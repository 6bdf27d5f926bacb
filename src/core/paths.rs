use crate::{AnnotError, Result};
use std::fs;
use std::path::{Path, PathBuf};
use chrono::TimeZone;
use std::sync::atomic::{AtomicI64, Ordering};
use std::sync::OnceLock;

static ANNOKIT_CONFIG: OnceLock<Option<PathBuf>> = OnceLock::new();
static LAST_RUN_MILLIS: AtomicI64 = AtomicI64::new(0);

/// Name of the per-project annotation table
pub const ANNOTATIONS_TSV: &str = "annotations.tsv";
/// Name of the per-project metadata document
pub const PROJECT_META: &str = "project_meta.json";
/// Directory under the project holding per-batch gene indexes
pub const GENES_DIR: &str = "genes";

/// Default kit configuration file.
/// Checks ANNOKIT_CONFIG environment variable, falls back to the user config dir
pub fn default_config_path() -> Option<PathBuf> {
    ANNOKIT_CONFIG
        .get_or_init(|| {
            if let Ok(path) = std::env::var("ANNOKIT_CONFIG") {
                Some(PathBuf::from(path))
            } else {
                dirs::config_dir().map(|d| d.join("annokit").join("config.toml"))
            }
        })
        .clone()
}

/// Timestamped id for one annotation run, e.g. `annotations_20240131093000123`.
///
/// Millisecond resolution; ids issued by one process are strictly increasing.
pub fn run_id(prefix: &str) -> String {
    let now = chrono::Local::now();
    let millis = now.timestamp_millis();
    let previous = LAST_RUN_MILLIS
        .fetch_update(Ordering::SeqCst, Ordering::SeqCst, |last| Some(millis.max(last + 1)))
        .unwrap_or(millis);
    let issued = millis.max(previous + 1);
    let stamp = chrono::Local
        .timestamp_millis_opt(issued)
        .single()
        .unwrap_or(now);
    format!("{}_{}", prefix, stamp.format("%Y%m%d%H%M%S%3f"))
}

/// Join `path` onto `root` unless it is already absolute
pub fn resolve_under(root: &Path, path: &Path) -> PathBuf {
    if path.is_absolute() {
        path.to_path_buf()
    } else {
        root.join(path)
    }
}

/// Express `path` relative to `root` when it lives under it
pub fn relative_to(root: &Path, path: &Path) -> PathBuf {
    path.strip_prefix(root)
        .map(Path::to_path_buf)
        .unwrap_or_else(|_| path.to_path_buf())
}

/// Replace `path` with `contents` via a sibling temp file and a rename
pub fn write_atomic(path: &Path, contents: &[u8]) -> Result<()> {
    let file_name = path
        .file_name()
        .ok_or_else(|| AnnotError::Other(format!("{} is not a file path", path.display())))?;
    let tmp = path.with_file_name(format!(".{}.tmp", file_name.to_string_lossy()));

    if let Some(parent) = path.parent() {
        if !parent.as_os_str().is_empty() {
            fs::create_dir_all(parent)?;
        }
    }
    fs::write(&tmp, contents)?;
    if let Err(e) = fs::rename(&tmp, path) {
        fs::remove_file(&tmp).ok();
        return Err(e.into());
    }
    Ok(())
}
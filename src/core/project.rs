use crate::core::config::AnnotateSettings;
use crate::core::paths::{resolve_under, write_atomic, PROJECT_META};
use crate::kits::KitSettings;
use crate::{AnnotError, Result};
use chrono::{DateTime, Utc};
use serde::{Deserialize, Serialize};
use std::collections::{BTreeMap, BTreeSet};
use std::path::{Path, PathBuf};

/// What one annotation run did, persisted so later runs can merge onto it
#[derive(Debug, Clone, PartialEq, Serialize, Deserialize)]
pub struct RunMetadata {
    pub run_id: String,
    pub version: String,
    pub created_at: DateTime<Utc>,
    /// Annotation table, relative to the project directory
    pub annotations_tsv: PathBuf,
    pub working_dir: PathBuf,
    /// Every database ever applied to this project's batches
    pub used_dbs: BTreeSet<String>,
    pub batch_names: BTreeSet<String>,
    pub settings: AnnotateSettings,
    #[serde(default)]
    pub kit_settings: BTreeMap<String, KitSettings>,
}

#[derive(Debug, Clone, Default, PartialEq, Serialize, Deserialize)]
pub struct AnnotationHistory {
    #[serde(default)]
    pub latest: Option<String>,
    #[serde(default)]
    pub runs: BTreeMap<String, RunMetadata>,
}

/// A registered gene batch: one called-gene FASTA, typically one genome bin
#[derive(Debug, Clone, PartialEq, Eq, Serialize, Deserialize)]
pub struct GeneBatchRecord {
    pub name: String,
    /// Protein FASTA, relative to the project directory when it lives inside it
    pub faa: PathBuf,
    #[serde(default, skip_serializing_if = "Option::is_none")]
    pub index: Option<PathBuf>,
}

/// Contents of `project_meta.json`
#[derive(Debug, Clone, Default, PartialEq, Serialize, Deserialize)]
pub struct ProjectMeta {
    #[serde(default)]
    pub annotations: AnnotationHistory,
    #[serde(default)]
    pub batches: Vec<GeneBatchRecord>,
}

impl ProjectMeta {
    pub fn path(project_dir: &Path) -> PathBuf {
        project_dir.join(PROJECT_META)
    }

    /// Load the project document; a project without one starts empty
    pub fn load(project_dir: &Path) -> Result<Self> {
        let path = Self::path(project_dir);
        if !path.exists() {
            tracing::debug!("No project metadata at {}, starting fresh", path.display());
            return Ok(Self::default());
        }
        let contents = std::fs::read_to_string(&path)?;
        serde_json::from_str(&contents).map_err(|e| {
            AnnotError::Serialization(format!("{} is not valid project metadata: {}", path.display(), e))
        })
    }

    pub fn save(&self, project_dir: &Path) -> Result<()> {
        let contents = serde_json::to_string_pretty(self)?;
        write_atomic(&Self::path(project_dir), contents.as_bytes())
    }

    pub fn latest_run(&self) -> Option<&RunMetadata> {
        let latest = self.annotations.latest.as_ref()?;
        self.annotations.runs.get(latest)
    }

    /// Record a finished run and make it the latest.
    ///
    /// `used_dbs` is widened with every earlier run's set so it only grows.
    pub fn record_run(&mut self, mut run: RunMetadata) {
        if let Some(previous) = self.latest_run() {
            run.used_dbs.extend(previous.used_dbs.iter().cloned());
        }
        self.annotations.latest = Some(run.run_id.clone());
        self.annotations.runs.insert(run.run_id.clone(), run);
    }

    pub fn batch(&self, name: &str) -> Option<&GeneBatchRecord> {
        self.batches.iter().find(|b| b.name == name)
    }

    /// Register a gene batch. Re-registering the same FASTA is a no-op.
    pub fn register_batch(&mut self, record: GeneBatchRecord) -> Result<()> {
        match self.batches.iter_mut().find(|b| b.name == record.name) {
            Some(existing) if existing.faa == record.faa => {
                if record.index.is_some() {
                    existing.index = record.index;
                }
                Ok(())
            }
            Some(existing) => Err(AnnotError::Usage(format!(
                "gene batch name {} is already used by {}; rename {}",
                record.name,
                existing.faa.display(),
                record.faa.display()
            ))),
            None => {
                self.batches.push(record);
                Ok(())
            }
        }
    }

    /// Annotation table of the latest run, if it recorded one.
    ///
    /// A recorded table that is gone from disk is an error, not an empty history.
    pub fn latest_annotations(&self, project_dir: &Path) -> Result<Option<PathBuf>> {
        let Some(run) = self.latest_run() else {
            return Ok(None);
        };
        let path = resolve_under(project_dir, &run.annotations_tsv);
        if !path.exists() {
            return Err(AnnotError::Usage(format!(
                "run {} recorded annotations at {} but the file is missing; \
                 restore it or pass an existing annotations table explicitly",
                run.run_id,
                path.display()
            )));
        }
        Ok(Some(path))
    }
}
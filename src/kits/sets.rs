use crate::kits::KitRegistry;
use crate::{AnnotError, Result};
use indexmap::IndexSet;

/// A named bundle of databases that a downstream tool needs
#[derive(Debug, Clone, Copy, PartialEq, Eq)]
pub struct DbSet {
    pub id: &'static str,
    pub name: &'static str,
    pub members: &'static [&'static str],
    pub description: &'static str,
}

pub const DB_SETS: &[DbSet] = &[
    DbSet {
        id: "metabolism_set",
        name: "Distillate: Metabolism",
        members: &["stats", "kegg", "dbcan", "pfam", "heme", "merops"],
        description: "Use this set of annotations to get the most out of the metabolism distillate.",
    },
    DbSet {
        id: "metabolism_kegg_set",
        name: "Distillate: Metabolism with KEGG",
        members: &["stats", "kofam", "dbcan", "pfam", "heme", "merops"],
        description: "Use this set of annotations to get the most out of the metabolism distillate.",
    },
    DbSet {
        id: "adjectives",
        name: "Adjectives",
        members: &[
            "stats", "kofam", "dbcan", "pfam", "heme", "merops", "sulfur", "camper", "methyl", "fegenie",
        ],
        description: "Use this set of annotations to get the most out of the adjectives tool.",
    },
    DbSet {
        id: "adjectives_kegg",
        name: "Adjectives with KEGG",
        members: &[
            "stats", "kegg", "dbcan", "pfam", "heme", "merops", "sulfur", "camper", "methyl", "fegenie",
        ],
        description: "Use this set of annotations to get the most out of the adjectives tool, using \
             KEGG. You need access to KEGG to use this.",
    },
];

pub fn get_set(id: &str) -> Option<&'static DbSet> {
    DB_SETS.iter().find(|s| s.id == id)
}

/// Requested databases plus the members of every requested set, in first-seen order.
///
/// Set members this build has no kit for are skipped with a warning.
pub fn expand_selection<S: AsRef<str>>(
    registry: &KitRegistry,
    use_db: &[S],
    use_dbset: &[S],
) -> Result<Vec<String>> {
    let mut selected: IndexSet<String> = use_db.iter().map(|d| d.as_ref().to_string()).collect();
    for id in use_dbset {
        let set = get_set(id.as_ref()).ok_or_else(|| {
            AnnotError::Usage(format!(
                "unknown database set {}; choose from {}",
                id.as_ref(),
                DB_SETS.iter().map(|s| s.id).collect::<Vec<_>>().join(", ")
            ))
        })?;
        for member in set.members {
            if registry.get(member).is_some() {
                selected.insert(member.to_string());
            } else {
                tracing::warn!(
                    "Database set {} names {}, which is not available in this build; skipping it",
                    set.id,
                    member
                );
            }
        }
    }
    Ok(selected.into_iter().collect())
}
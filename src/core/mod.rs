pub mod config;
pub mod paths;
pub mod project;

pub use config::{AnnotateSettings, KitsConfig};
pub use project::{GeneBatchRecord, ProjectMeta, RunMetadata};
use crate::{AnnotError, Result};
use std::path::{Path, PathBuf};
use std::process::{Command, Output};

/// Resolve a tool binary: explicit environment override, then `PATH`.
///
/// Falls back to the bare name so the failure surfaces when the tool is run.
pub fn locate_binary(name: &str, env_var: &str) -> PathBuf {
    if let Ok(path) = std::env::var(env_var) {
        return PathBuf::from(path);
    }
    which::which(name).unwrap_or_else(|_| PathBuf::from(name))
}

/// Check that a binary can be found, without running it.
pub fn check_binary(binary: &Path, tool: &str) -> Result<()> {
    if binary.is_file() || which::which(binary).is_ok() {
        Ok(())
    } else {
        Err(AnnotError::external(
            tool,
            format!("binary {} not found", binary.display()),
        ))
    }
}

/// Run an external tool to completion, failing on a non-zero exit.
pub fn run_tool(cmd: &mut Command, tool: &str) -> Result<Output> {
    tracing::debug!("Running {:?}", cmd);

    let output = cmd
        .output()
        .map_err(|e| AnnotError::external(tool, format!("failed to launch: {}", e)))?;

    if !output.status.success() {
        let stderr = String::from_utf8_lossy(&output.stderr);
        let stdout = String::from_utf8_lossy(&output.stdout);
        let detail = if stderr.trim().is_empty() {
            stdout.trim().to_string()
        } else {
            stderr.trim().to_string()
        };
        return Err(AnnotError::external(
            tool,
            format!("exited with {}: {}", output.status, detail),
        ));
    }

    Ok(output)
}
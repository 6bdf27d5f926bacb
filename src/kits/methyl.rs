use crate::annotate::batch::GeneBatch;
use crate::annotate::table::AnnotationTable;
use crate::kits::blast_style::BlastStyleDb;
use crate::kits::{DatabaseKit, KitContext, KitSettings, SearchContext};
use crate::Result;
use std::path::{Path, PathBuf};

pub const NAME: &str = "methyl";
pub const FORMAL_NAME: &str = "Methyl";
pub const CITATION: &str = "Methyl is an in-house database of methylotrophy genes";

/// Methylotrophy marker database, searched by reciprocal best hit.
///
/// The hit column is published as `methyl_id`.
pub struct MethylKit {
    db: BlastStyleDb,
    genome_summary: Option<PathBuf>,
    settings: KitSettings,
}

pub fn build(ctx: &KitContext) -> Result<Box<dyn DatabaseKit>> {
    let mmsdb = ctx.config.require_path(NAME, "mmsdb")?;
    let genome_summary = ctx.config.optional_path(NAME, "genome_summary_form")?;
    let db = BlastStyleDb::new(NAME, &mmsdb, ctx);
    let (bit, rbh) = db.thresholds();

    Ok(Box::new(MethylKit {
        db,
        genome_summary,
        settings: KitSettings::new("blast_style")
            .with_files(ctx.config.kit_entries(NAME))
            .with_param("bit_score_threshold", bit)
            .with_param("rbh_bit_score_threshold", rbh),
    }))
}

impl DatabaseKit for MethylKit {
    fn name(&self) -> &str {
        NAME
    }

    fn formal_name(&self) -> &str {
        FORMAL_NAME
    }

    fn citation(&self) -> &str {
        CITATION
    }

    fn genome_summary(&self) -> Option<&Path> {
        self.genome_summary.as_deref()
    }

    fn search(&self, batch: &GeneBatch, ctx: &SearchContext) -> Result<AnnotationTable> {
        let mut hits = self.db.search(batch, ctx)?;
        hits.rename_column(&format!("{}_hit", NAME), &format!("{}_id", NAME))?;
        Ok(hits)
    }

    fn settings(&self) -> KitSettings {
        self.settings.clone()
    }
}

ABOUT THIS EXERCISE:
Keeping every character as it is, restate the lines above that run from the line with "Some(millis.max(last + 1)))" through the line with "let file_name = path", both included, and nothing else.

THE ANSWER:
        .fetch_update(Ordering::SeqCst, Ordering::SeqCst, |last| Some(millis.max(last + 1)))
        .unwrap_or(millis);
    let issued = millis.max(previous + 1);
    let stamp = chrono::Local
        .timestamp_millis_opt(issued)
        .single()
        .unwrap_or(now);
    format!("{}_{}", prefix, stamp.format("%Y%m%d%H%M%S%3f"))
}

/// Join `path` onto `root` unless it is already absolute
pub fn resolve_under(root: &Path, path: &Path) -> PathBuf {
    if path.is_absolute() {
        path.to_path_buf()
    } else {
        root.join(path)
    }
}

/// Express `path` relative to `root` when it lives under it
pub fn relative_to(root: &Path, path: &Path) -> PathBuf {
    path.strip_prefix(root)
        .map(Path::to_path_buf)
        .unwrap_or_else(|_| path.to_path_buf())
}

/// Replace `path` with `contents` via a sibling temp file and a rename
pub fn write_atomic(path: &Path, contents: &[u8]) -> Result<()> {
    let file_name = path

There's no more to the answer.